In 1852, George Henry Lewes, the literary critic, sometime novelist, amateur scientist, and all-round man of letters, contributed an essay to the Westminster Review titled “The Lady Novelists.” In it, Lewes gave a survey of what he called “the field of female literature,” touching down upon the works of George Sand, Mrs. Gaskell, Charlotte Brontë—and Jane Austen, whose novels he had been championing for years. Austen, Lewes argued, was “the greatest artist that has ever written, using the term to signify the most perfect mastery over the means to her end.” [...]

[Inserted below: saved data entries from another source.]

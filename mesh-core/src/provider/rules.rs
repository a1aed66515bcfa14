//! Router rule construction and priority computation (spec §4.2 "Router
//! rule construction" / "Router priority").

use crate::key::Key;
use crate::model::{HttpMatch, TrafficSpec};

pub const CATCH_ALL_SNI_RULE: &str = "HostSNI(`*`)";
pub const XFF_HEADER_RULE: &str = r#"HeadersRegexp("X-Forwarded-For", ".+")"#;

/// `Host("<name>.<ns>.traefik.mesh") || Host("<clusterIP>")`, or just the
/// mesh-DNS host when no cluster IP is assigned yet.
pub fn service_host_rule(service: &Key, cluster_ip: Option<&str>) -> String {
    let mesh_host = format!(
        r#"Host("{}.{}.traefik.mesh")"#,
        service.name, service.namespace
    );
    match cluster_ip {
        Some(ip) if !ip.is_empty() => format!(r#"{} || Host("{}")"#, mesh_host, ip),
        _ => mesh_host,
    }
}

/// `OR` across specs; within each match, `AND` of path prefix, method
/// filter, and header-regex conjuncts. An empty predicate (no specs, or
/// specs with no HTTP matches) is the identity — callers should skip
/// appending it to the rule entirely when this returns `None`.
pub fn http_match_predicate(specs: &[TrafficSpec]) -> Option<String> {
    let clauses: Vec<String> = specs
        .iter()
        .filter_map(|spec| match spec {
            TrafficSpec::Http { matches, .. } => {
                let per_match: Vec<String> = matches.iter().map(single_match_clause).collect();
                if per_match.is_empty() {
                    None
                } else {
                    Some(per_match.join(" || "))
                }
            }
            TrafficSpec::Tcp { .. } => None,
        })
        .filter(|s| !s.is_empty())
        .collect();

    if clauses.is_empty() {
        None
    } else if clauses.len() == 1 {
        Some(clauses.into_iter().next().unwrap())
    } else {
        Some(clauses.into_iter().map(|c| format!("({})", c)).collect::<Vec<_>>().join(" || "))
    }
}

fn single_match_clause(m: &HttpMatch) -> String {
    let mut conjuncts = Vec::new();
    if let Some(path) = &m.path_regex {
        conjuncts.push(format!(r#"PathPrefix("/{{path:{}}}")"#, path));
    }
    if !m.methods.is_empty() && !m.methods.iter().any(|meth| meth == "*") {
        let methods = m
            .methods
            .iter()
            .map(|meth| format!("\"{}\"", meth))
            .collect::<Vec<_>>()
            .join(", ");
        conjuncts.push(format!("Method({})", methods));
    }
    for (header, regex) in &m.headers {
        conjuncts.push(format!(r#"HeadersRegexp("{}", "{}")"#, header, regex));
    }
    conjuncts.join(" && ")
}

/// Append the indirect-whitelist clause (spec §4.2: "Indirect variant
/// appends `&& HeadersRegexp("X-Forwarded-For", ".+")`").
pub fn with_indirect_suffix(rule: &str) -> String {
    format!("{} && {}", rule, XFF_HEADER_RULE)
}

/// Priority tiers (spec §4.2 "Router priority"): a TrafficSplit on a
/// Service must pre-empt a direct route on the same host, and indirect
/// variants naturally win over direct via their longer rule.
#[derive(Debug, Clone, Copy, PartialEq, Eq, PartialOrd, Ord)]
pub enum RouterClass {
    Service = 1,
    TrafficTargetDirect = 2,
    TrafficTargetIndirect = 3,
    TrafficSplit = 4,
}

impl RouterClass {
    fn multiplier(self) -> u32 {
        self as u32 * 1000
    }
}

/// `priority = class * 1000 + count_of("&&") + count_of("||")`.
pub fn priority(class: RouterClass, rule: &str) -> u32 {
    let ands = rule.matches("&&").count() as u32;
    let ors = rule.matches("||").count() as u32;
    class.multiplier() + ands + ors
}
//! `ResourceFilter`: namespaces/labels the Topology Builder ignores
//! entirely (spec §4.1: "Input: snapshot + `ResourceFilter`").

use std::collections::BTreeMap;

#[derive(Debug, Clone, Default)]
pub struct ResourceFilter {
    pub ignored_namespaces: Vec<String>,
    /// A resource matching every key/value pair here is ignored.
    pub ignored_labels: BTreeMap<String, String>,
}

impl ResourceFilter {
    pub fn new(ignored_namespaces: Vec<String>, ignored_labels: BTreeMap<String, String>) -> Self {
        Self {
            ignored_namespaces,
            ignored_labels,
        }
    }

    pub fn ignores_namespace(&self, namespace: &str) -> bool {
        self.ignored_namespaces.iter().any(|ns| ns == namespace)
    }

    pub fn ignores_labels(&self, labels: &BTreeMap<String, String>) -> bool {
        !self.ignored_labels.is_empty()
            && self
                .ignored_labels
                .iter()
                .all(|(k, v)| labels.get(k) == Some(v))
    }
}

Lewes’s essay, which echoes Austen’s own famous characterization of her art—as social miniatures, produced on two inches of ivory—would be notable as an early and perceptive analysis of Austen’s contribution to literature, with or without the qualification of gender. But what makes it particularly piquant is the name of the editor who commissioned him to write it: Marian Evans, the formidable literary critic and translator who within a few years would herself become a writer of fiction under the pseudonym of George Eliot. Even more suggestive is the fact that not long after writing this essay, Lewes and Evans were to embark upon one of the most notorious and productive literary love affairs of the nineteenth century—eloping to Germany in the fall of 1854, and living together as husband and wife for a quarter of a century, even though Lewes already had a wife, Agnes, from whom divorce was impossible. Talking about Jane Austen was one of the ways in which this high-strung, bohemian, and dauntingly intelligent couple fell in love. (Rebecca Mead)
It was of course her correspondence with G.H. Lewes that elicited Charlotte's notorious opinion of Jane Austen.

Rebecca Harrington writes in The Huffington Post about seeing Pride and Prejudice 2005 for the first time:
I will admit, the first time I saw Joe Wright's 2005 adaptation of Pride and Prejudice, I walked out of the theater in a fit of rage.
"The climatic scene took place outside in a garden? And it rained?" I screamed at my friend on the walk back home. "What is this crap, Jane Eyre?
My friend muttered in agreement.
Unfortunately, Die Achse des Guten doesn't include Jane Austen in the following statement:
Und außer Mary Shelley, Anaïs Nin, den Brontë-Schwestern und aktuell die Regisseurinnen Jane Campion und Kathryn Bigelow fällt mir gerade keine Frau ein, die irgendetwas Originelles zur Kunst je beigetragen hätte, die darstellende Form mal ausgenommen. (Akif Pirincci) (Translation)
The Province discusses the influence behind Anton Chekhov's play Three Sisters:
Anton Chekhov is said to have been inspired by the lives of Britain’s literary Brontë family when he wrote his play Three Sisters, taking from real life the notion of an educated family stuck in a provincial milieu on limited means.
In Chekhov’s fiction, though, no-one ends up writing Wuthering Heights. (Glen Schaefer)
And indieWire's The Playlist acknowledges the Jane Eyre inspiration behind the film I Walked with a Zombie 1943.

PopMatters reviews the music album All My Love in Half Light by Lady Lazarus.
The minimalistic song structures here and classic instrumentation, together with Sweat’s voice, are what make such imagery palpable. An elegiac quality pervades the work, steeped in the melancholy of a ghost adrift on the marshes of Wuthering Heights, unable to find a home to haunt. More plodding and hypnotic than melodic, the music has a fluid, weightless quality to it. (Cole Waterman)
Książki Polter (Poland) mentions an Emily Brontë-related poem in the latest issue of Coś na progu magazine. The Northeast Mississippi Daily News features a local spelling bee winner who 'enjoys classic books like “Emma” and “Jane Eyre.”' The Argus and Books and wonderful things both post about Jane EyreIa skriver inte writes in Swedish about The Professor. The Waterstones blog has a 'cheat sheet' on Charlotte Brontë.